I may only be an expert of sorts in computer information systems as opposed to a computer scientist, and one specializing in algorithms at that, but I’d like to think I know the difference between iterating on row set that diminishes with each iteration, and set constrained self calling operation. I am also pretty sure that iterating on a row set that diminishes with each iteration is parent form of a for each type iteration. I do know that SQL Server 2012 introduces for us a deployment model that makes the business of building recursive SSIS packages wholly more tenable.
The project based deployment model allows us to reference our packages in development. This is a welcome change as it allows us to make better use of a more modular approach to package development. One of the ways that this is manifested is in the Execute package task. Instead of creating a connection manager of either a SQL Server or File System type, you can use an internal reference. In SQL Server 2012 an execute package task can be used to call a package that is either internally referenced in the same project as the parent package, or externally referenced. An externally referenced package is essentially the only reference type in SQL 2008 R2. This requires the use of a connection manager which will need to change if we are developing anywhere other than our production environment, which if you do, you really shouldn’t.

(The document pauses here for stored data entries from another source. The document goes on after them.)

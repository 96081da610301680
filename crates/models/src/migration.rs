use crate::Id;
use chrono::{DateTime, Utc};
use serde::{Deserialize, Serialize};

/// MigrationState enumerates the lifecycle of a `Migration`. See §3 for the
/// full transition diagram; transitions are driven exclusively by the
/// Orchestrator through the Status Store's CAS primitives.
#[derive(Debug, Clone, Copy, PartialEq, Eq, Serialize, Deserialize)]
#[serde(rename_all = "snake_case")]
pub enum MigrationState {
    Created,
    Planning,
    Pending,
    Running,
    Validating,
    Completed,
    Failing,
    RollingBack,
    RolledBack,
    Cancelling,
    Cancelled,
    Failed,
}

impl MigrationState {
    pub fn is_terminal(&self) -> bool {
        matches!(
            self,
            MigrationState::Completed
                | MigrationState::RolledBack
                | MigrationState::Cancelled
                | MigrationState::Failed
        )
    }

    /// Whether `next` is a legal transition from `self`, per the state
    /// machine in §4.6. Used by the Status Store to reject illegal CAS
    /// writes and by tests to assert that an event log describes a valid
    /// walk.
    pub fn can_transition_to(&self, next: MigrationState) -> bool {
        use MigrationState::*;
        matches!(
            (self, next),
            (Created, Planning)
                | (Planning, Pending)
                | (Planning, Failed)
                | (Pending, Running)
                | (Pending, Failed)
                | (Running, Validating)
                | (Running, Failing)
                | (Validating, Completed)
                | (Validating, Failing)
                | (Failing, RollingBack)
                | (Failing, Failed)
                | (RollingBack, RolledBack)
                | (RollingBack, Failed)
                | (Created, Cancelling)
                | (Planning, Cancelling)
                | (Pending, Cancelling)
                | (Running, Cancelling)
                | (Validating, Cancelling)
                | (Cancelling, Cancelled)
        )
    }
}

impl std::fmt::Display for MigrationState {
    fn fmt(&self, f: &mut std::fmt::Formatter<'_>) -> std::fmt::Result {
        let s = match self {
            MigrationState::Created => "created",
            MigrationState::Planning => "planning",
            MigrationState::Pending => "pending",
            MigrationState::Running => "running",
            MigrationState::Validating => "validating",
            MigrationState::Completed => "completed",
            MigrationState::Failing => "failing",
            MigrationState::RollingBack => "rolling_back",
            MigrationState::RolledBack => "rolled_back",
            MigrationState::Cancelling => "cancelling",
            MigrationState::Cancelled => "cancelled",
            MigrationState::Failed => "failed",
        };
        f.write_str(s)
    }
}

#[cfg(feature = "sqlx-support")]
impl sqlx::Type<sqlx::Postgres> for MigrationState {
    fn type_info() -> sqlx::postgres::PgTypeInfo {
        <String as sqlx::Type<sqlx::Postgres>>::type_info()
    }
}

#[cfg(feature = "sqlx-support")]
impl sqlx::Encode<'_, sqlx::Postgres> for MigrationState {
    fn encode_by_ref(
        &self,
        buf: &mut sqlx::postgres::PgArgumentBuffer,
    ) -> sqlx::encode::IsNull {
        sqlx::Encode::<sqlx::Postgres>::encode(self.to_string(), buf)
    }
}

#[cfg(feature = "sqlx-support")]
impl<'r> sqlx::Decode<'r, sqlx::Postgres> for MigrationState {
    fn decode(value: sqlx::postgres::PgValueRef<'r>) -> Result<Self, sqlx::error::BoxDynError> {
        let s = <String as sqlx::Decode<sqlx::Postgres>>::decode(value)?;
        use MigrationState::*;
        Ok(match s.as_str() {
            "created" => Created,
            "planning" => Planning,
            "pending" => Pending,
            "running" => Running,
            "validating" => Validating,
            "completed" => Completed,
            "failing" => Failing,
            "rolling_back" => RollingBack,
            "rolled_back" => RolledBack,
            "cancelling" => Cancelling,
            "cancelled" => Cancelled,
            "failed" => Failed,
            other => return Err(format!("unrecognized migration state {other:?}").into()),
        })
    }
}

/// Migration is the live execution record for an admitted `MigrationRequest`.
/// It is created once and mutated only through the Status Store's
/// append-or-CAS operations; terminal records remain for audit.
#[derive(Debug, Clone, Serialize, Deserialize)]
pub struct Migration {
    pub id: Id,
    pub request_id: Id,
    pub plan_digest: Option<String>,
    pub state: MigrationState,
    pub current_stage: Option<usize>,
    pub created_at: DateTime<Utc>,
    pub started_at: Option<DateTime<Utc>>,
    pub ended_at: Option<DateTime<Utc>>,
    pub items_processed: u64,
    pub final_outcome: Option<String>,
    pub last_error: Option<String>,
    /// CAS version. Every write bumps this by one; writers must present the
    /// version they read, and stale writes are rejected.
    pub version: i64,
    /// Owner token of the coordinator process currently driving this
    /// Migration. Lets a second coordinator take over a Migration whose
    /// prior owner disappeared, by CAS-claiming it.
    pub owner_token: i64,
    /// Unrecoverable steps recorded when rollback could not be completed
    /// for every successfully-applied step (see §4.6).
    pub unrecoverable_steps: Vec<String>,
}
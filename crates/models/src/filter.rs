use crate::{MigrationState, StoreClass};

/// MigrationFilter narrows the Control API's `list` operation (§6). All
/// fields are conjunctive; `None` leaves that dimension unconstrained.
#[derive(Debug, Clone, Default, serde::Serialize, serde::Deserialize)]
pub struct MigrationFilter {
    pub store_class: Option<StoreClass>,
    pub state: Option<MigrationState>,
}
//! Control API: the HTTP surface the spec requires without designing in
//! full (§6) -- `create_migration`, `get_migration`, `start`, `cancel`,
//! `list`. One [`Orchestrator`] is held per `StoreClass`; a request is
//! routed to the matching one by `store_class` on its `MigrationRequest`,
//! or by looking up the persisted request for an existing migration id.

use axum::extract::{Path, Query, State};
use axum::http::StatusCode;
use axum::response::{IntoResponse, Response};
use axum::routing::{get, post};
use axum::{Json, Router};
use models::{ErrorClass, Id, Migration, MigrationFilter, MigrationRequest, MigrationState, ShardProgress, StoreClass};
use orchestrator::Orchestrator;
use std::collections::HashMap;
use std::sync::Arc;
use store_driver::StoreDriver;
use tower_http::trace::TraceLayer;

/// DynDriver type-erases the back-end a `StoreClass` is wired to, so one
/// `AppState` can hold a differently-backed `Orchestrator` per class (§9).
/// `StoreDriver` is object-safe, so `dyn StoreDriver` satisfies the
/// `Orchestrator<D: StoreDriver + ?Sized>` bound directly -- no wrapper type
/// needed.
pub type DynDriver = Arc<dyn StoreDriver>;
pub type DynOrchestrator = Orchestrator<dyn StoreDriver>;

pub struct AppState {
    pub orchestrators: HashMap<StoreClass, Arc<DynOrchestrator>>,
    pub status: Arc<dyn status_store::StatusStore>,
}

#[derive(Debug, thiserror::Error)]
pub enum ApiError {
    #[error("no orchestrator configured for store class {0}")]
    UnknownStoreClass(StoreClass),
    #[error("migration {0} not found")]
    NotFound(Id),
    #[error(transparent)]
    Status(#[from] status_store::StatusError),
    #[error(transparent)]
    Engine(#[from] models::EngineError),
}

impl IntoResponse for ApiError {
    fn into_response(self) -> Response {
        let status = match &self {
            ApiError::UnknownStoreClass(_) => StatusCode::BAD_REQUEST,
            ApiError::NotFound(_) => StatusCode::NOT_FOUND,
            ApiError::Status(err) => status_for_class(err.class()),
            ApiError::Engine(err) => status_for_class(err.class()),
        };
        let body = Json(serde_json::json!({"error": self.to_string()}));
        (status, body).into_response()
    }
}

fn status_for_class(class: ErrorClass) -> StatusCode {
    match class {
        ErrorClass::Transient | ErrorClass::Fatal => StatusCode::SERVICE_UNAVAILABLE,
        ErrorClass::Contention => StatusCode::CONFLICT,
        ErrorClass::Logical => StatusCode::UNPROCESSABLE_ENTITY,
        ErrorClass::Structural => StatusCode::BAD_REQUEST,
    }
}

pub fn router(state: Arc<AppState>) -> Router {
    Router::new()
        .route("/migrations", post(create_migration).get(list_migrations))
        .route("/migrations/:id", get(get_migration))
        .route("/migrations/:id/start", post(start_migration))
        .route("/migrations/:id/cancel", post(cancel_migration))
        .layer(TraceLayer::new_for_http())
        .with_state(state)
}

fn orchestrator_for<'a>(
    state: &'a AppState,
    store_class: StoreClass,
) -> Result<&'a Arc<DynOrchestrator>, ApiError> {
    state
        .orchestrators
        .get(&store_class)
        .ok_or(ApiError::UnknownStoreClass(store_class))
}

#[derive(serde::Serialize)]
struct CreateResponse {
    migration_id: Id,
}

#[tracing::instrument(skip(state, request))]
async fn create_migration(
    State(state): State<Arc<AppState>>,
    Json(request): Json<MigrationRequest>,
) -> Result<Json<CreateResponse>, ApiError> {
    let orchestrator = orchestrator_for(&state, request.store_class)?;
    let migration_id = orchestrator.create_migration(request).await?;
    Ok(Json(CreateResponse { migration_id }))
}

#[derive(serde::Serialize)]
struct MigrationView {
    migration: Migration,
    progress: Vec<ShardProgress>,
}

#[tracing::instrument(skip(state))]
async fn get_migration(
    State(state): State<Arc<AppState>>,
    Path(id): Path<Id>,
) -> Result<Json<MigrationView>, ApiError> {
    let migration = state
        .status
        .get_migration(id)
        .await?
        .ok_or(ApiError::NotFound(id))?;
    let progress = state.status.list_progress(id).await?;
    Ok(Json(MigrationView { migration, progress }))
}

#[derive(serde::Serialize)]
struct StartResponse {
    state: MigrationState,
}

#[tracing::instrument(skip(state))]
async fn start_migration(
    State(state): State<Arc<AppState>>,
    Path(id): Path<Id>,
) -> Result<Json<StartResponse>, ApiError> {
    let request = state
        .status
        .get_request(id)
        .await?
        .ok_or(ApiError::NotFound(id))?;
    let orchestrator = orchestrator_for(&state, request.store_class)?;
    let outcome = orchestrator.start(id).await?;
    Ok(Json(StartResponse { state: outcome }))
}

#[tracing::instrument(skip(state))]
async fn cancel_migration(
    State(state): State<Arc<AppState>>,
    Path(id): Path<Id>,
) -> Result<StatusCode, ApiError> {
    let request = state
        .status
        .get_request(id)
        .await?
        .ok_or(ApiError::NotFound(id))?;
    let orchestrator = orchestrator_for(&state, request.store_class)?;
    orchestrator.cancel(id).await;
    Ok(StatusCode::ACCEPTED)
}

#[tracing::instrument(skip(state))]
async fn list_migrations(
    State(state): State<Arc<AppState>>,
    Query(filter): Query<MigrationFilter>,
) -> Result<Json<Vec<Migration>>, ApiError> {
    let migrations = state.status.list_migrations(&filter).await?;
    Ok(Json(migrations))
}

Beyond being able to call packages stored in the project we are working in the internally referenced package call allows us to do something that is simply amazing. We can call the package we are building. That means that we can have a child package that can modify the parent package’s variable values as they are the same variables. In the example I have created a package that reads a list of packages and executes them asynchronously. I included annotations to help keep this relatively simple package conceptually simple.
The package begins with an Execute SQL Task. I use an expression(which we can see on the design space, new to SSDT) to set the disable parameter of this task. This is simply a test of the initialization parameter. If we are making the initial call to this package the parameter defaults to 1 which tells the populate Args SQL Task whether or not to run. For fun I pass the actual SQL to run to it through another parameter. Actually, it is quite a bit more than just fun but we will have to discuss environments, parameters and programmatic execution in package stores in later posts.
The next task is a scripting task in which I manipulate the array (I need to be mum on the specifics of this for various legal reasons I err on the side of caution for). I achieve two primary things by this task. The first and more obvious item accomplished is popping first argument off of the Args stack. The second is checking that there is at least one row left in the set (there are a lot of ways to skin this cat). If there isn’t we change our initialization value to -1. Otherwise we set it to continue.
Next we use a sequence container to assure that the previous steps have executed before we execute the remaining two in parallel. If we had an array length of zero for our Args set the -1 initialization parameter would disable this container and prevent the execution of its children members. Once it knows it’s disabled, the package completes its execution.
The next task is an execute package task. This simply executes the package we are in. We have access to and set the same variables with our actions. Since we have enforced precedence outside of the container and set our next Args and already disabled our Args population SQL Task, this task will inevitably lap our work task, allowing us to start all of our work without waiting for any of it to complete. If any of our work items are such that they require precedence constraints between them, we can engineer some sort of messaging service for them, or build parent packages that enforce the precedence between those packages and call them instead of their children.
Our final task is the one that performs the actual work. In this case I chose an execute process task that calls DTEXEC. Our Args set member retrieved in our script task is one of the parameters for the DTEXEC calls to packages that may have a different deployment model or project than our recursion. We could of just as easily used this approaches to spawn workers to operate on separate folders or servers.